Namun, prospek ini gagal dimanfaatkan dengan baik oleh pemerintahan-pemerintahan sebelumnya. Badan Pusat Statistika (BPS) tahun 2024 menempatkan tingkat Produk Domestik Regional Bruto (PDRB) NTB pada level 29.925,60 ribu rupiah Atas Dasar Harga Berlaku (ADHB) per kepala per orang. Menjadi salah satu parameter dalam mengukur kemampuan ekonomi suatu daerah, tingkat PDRB NTB ini masih jauh dibawah rata-rata nasional yaitu sebesar 76.822 ribu rupiah per kepala per orang yang menandakan masih banyak pembenahan yang perlu dilakukan agar PDRB NTB dapat berada diatas rata-rata nasional. Keterpimpinan dari periode NTB selanjutnya memerlukan visionary act & plan sebagai jembatan untuk meningkatnya PDRB NTB agar mampu menjadi hub ekonomi baru di Indonesia Tengah.
Terpilihnya pasangan Lalu Muhamad Iqbal (LMI) - Indah Dhamayanti Putri (Iqbal-Dinda) sebagai Gubernur & Wakil Gubernur NTB tahun 2024-2029 menandai babak baru NTB dalam prosesnya untuk menjadi makmur & mendunia sehingga dapat mencapai tingkat yang diekspektasikan sesuai dengan potensi NTB. Pada Misi kedua dari pasangan ini tercantum bahwa keinginan untuk “Memperkuat Ekonomi Daerah melalui Peningkatan Produktivitas, Daya Saing, dan Pendapatan Perkapita Masyarakat…”.
Misi ini diturunkan melalui program unggulan Wisata MICE+S, Wisata Halal, & Ekraf-Mania. Tentu, misi-misi dan program-program ini diharapkan mampu menunjang NTB dalam prosesnya menuju NTB Makmur dan Mendunia. Namun, dalam melihat prospek NTB sebagai New Economic Hub dibutuhkan lebih dari sekadar satu misi dan dua program tersebut yang mana harus menjangkau berbagai macam aspek potensial dari ekonomi sebuah daerah.

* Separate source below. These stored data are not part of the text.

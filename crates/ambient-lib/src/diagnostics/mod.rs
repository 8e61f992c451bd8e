//! Syntax diagnostics for declaration sources.
//!
//! The parser never stops at the first problem: every error is collected here,
//! cascading noise is filtered out, and the rest is rendered with source snippets.

mod message;
mod printer;


use rowan::TextRange;

pub use message::{DiagnosticKind, DiagnosticMessage, Fix, RelatedInfo};
pub use printer::DiagnosticsPrinter;

#[derive(Debug, Clone, Default)]
pub struct Diagnostics {
    messages: Vec<DiagnosticMessage>,
}

#[must_use = "diagnostic not emitted, call .emit()"]
pub struct DiagnosticBuilder<'a> {
    diagnostics: &'a mut Diagnostics,
    message: DiagnosticMessage,
}

impl Diagnostics {
    pub fn new() -> Self {
        Self {
            messages: Vec::new(),
        }
    }

    /// Create a diagnostic with the given kind and span.
    ///
    /// Uses the kind's default message. Call `.message()` on the builder to override.
    pub fn report(&mut self, kind: DiagnosticKind, range: TextRange) -> DiagnosticBuilder<'_> {
        DiagnosticBuilder {
            diagnostics: self,
            message: DiagnosticMessage::with_default_message(kind, range),
        }
    }

    pub fn is_empty(&self) -> bool {
        self.messages.is_empty()
    }

    pub fn len(&self) -> usize {
        self.messages.len()
    }

    pub fn iter(&self) -> impl Iterator<Item = &DiagnosticMessage> {
        self.messages.iter()
    }

    /// Drops follow-up errors that another diagnostic already explains.
    ///
    /// Errors inside the span of an unclosed block are noise once the block is
    /// reported. At a single position, a missing token is the better report
    /// than the unclosed block it leads to.
    pub fn filtered(&self) -> Diagnostics {
        let messages = self
            .messages
            .iter()
            .enumerate()
            .filter(|&(j, inner)| {
                !self
                    .messages
                    .iter()
                    .enumerate()
                    .any(|(i, outer)| i != j && outer.explains(inner))
            })
            .map(|(_, m)| m.clone())
            .collect();
        Diagnostics { messages }
    }

    pub fn printer(&self) -> DiagnosticsPrinter<'_> {
        DiagnosticsPrinter::new(self)
    }
}

impl<'a> IntoIterator for &'a Diagnostics {
    type Item = &'a DiagnosticMessage;
    type IntoIter = std::slice::Iter<'a, DiagnosticMessage>;

    fn into_iter(self) -> Self::IntoIter {
        self.messages.iter()
    }
}

impl<'a> DiagnosticBuilder<'a> {
    /// Provide custom detail for this diagnostic, rendered using the kind's template.
    pub fn message(mut self, msg: impl Into<String>) -> Self {
        let detail = msg.into();
        self.message.message = self.message.kind.message(Some(&detail));
        self
    }

    pub fn related_to(mut self, msg: impl Into<String>, range: TextRange) -> Self {
        self.message.related.push(RelatedInfo::new(range, msg));
        self
    }

    pub fn suppression_range(mut self, range: TextRange) -> Self {
        self.message.suppression_range = range;
        self
    }

    pub fn fix(
        mut self,
        range: TextRange,
        description: impl Into<String>,
        replacement: impl Into<String>,
    ) -> Self {
        self.message.fix = Some(Fix {
            range,
            replacement: replacement.into(),
            description: description.into(),
        });
        self
    }

    pub fn emit(self) {
        self.diagnostics.messages.push(self.message);
    }
}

Dalam melihat potensi NTB sebagai hub ekonomi yang baru di Indonesia tengah maka kita dapat berkiblat kepada Michael Porter yang dalam tulisannya ”The Competitive Advantage of Nations” di Harvard Business Review pada tahun 1990 mengutarakan sebuah model pemikiran bernama Diamond Model untuk menjelaskan potensi kompetitif suatu daerah untuk menjadi sebuah pusat ekonomi atau hub ekonomi baru. Porter (1990) menjabarkan 4 variabel sebuah daerah dapat berkembang menjadi pusat ekonomi baru yaitu Factor Conditions, Demand Conditions, Related and Supporting Industries (RSI), & Firm Strategy, Structure, and Rivalry (FSSR).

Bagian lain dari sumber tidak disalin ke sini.